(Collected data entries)
-----
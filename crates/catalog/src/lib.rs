//! SQLite catalog store for library records.
//!
//! This crate is the durable entity store for the catalog: one row per
//! indexed archive file plus the singleton user profile. Unlike a cache it
//! *is* the source of truth: reading state, ratings and reviews exist
//! nowhere else.
//!
//! # Architecture
//! - **Records**: one per archive file, keyed by a surrogate id with a
//!   UNIQUE constraint on the absolute file path. The constraint, not any
//!   caller-side probe, is what makes concurrent indexing of the same file
//!   safe.
//! - **Profile**: a single row created lazily on first access. Aggregate
//!   reading statistics are never stored on it; they are recomputed from
//!   the records table on demand.

mod db;
pub mod error;
pub mod models;
mod repo;

pub use crate::db::Database;
pub use crate::repo::Repository;
pub mod model;
pub mod routes;

pub use routes::routes;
-----
**AIM OF THE TASK**
An exact reproduction of the data is required. Leave nothing out.

**EXPECTED ANSWER**
filename crates/catalog/src/lib.rs
//! SQLite catalog store for library records.
//!
//! This crate is the durable entity store for the catalog: one row per
//! indexed archive file plus the singleton user profile. Unlike a cache it
//! *is* the source of truth: reading state, ratings and reviews exist
//! nowhere else.
//!
//! # Architecture
//! - **Records**: one per archive file, keyed by a surrogate id with a
//!   UNIQUE constraint on the absolute file path. The constraint, not any
//!   caller-side probe, is what makes concurrent indexing of the same file
//!   safe.
//! - **Profile**: a single row created lazily on first access. Aggregate
//!   reading statistics are never stored on it; they are recomputed from
//!   the records table on demand.

mod db;
pub mod error;
pub mod models;
mod repo;

pub use crate::db::Database;
pub use crate::repo::Repository;
pub mod model;
pub mod routes;

pub use routes::routes;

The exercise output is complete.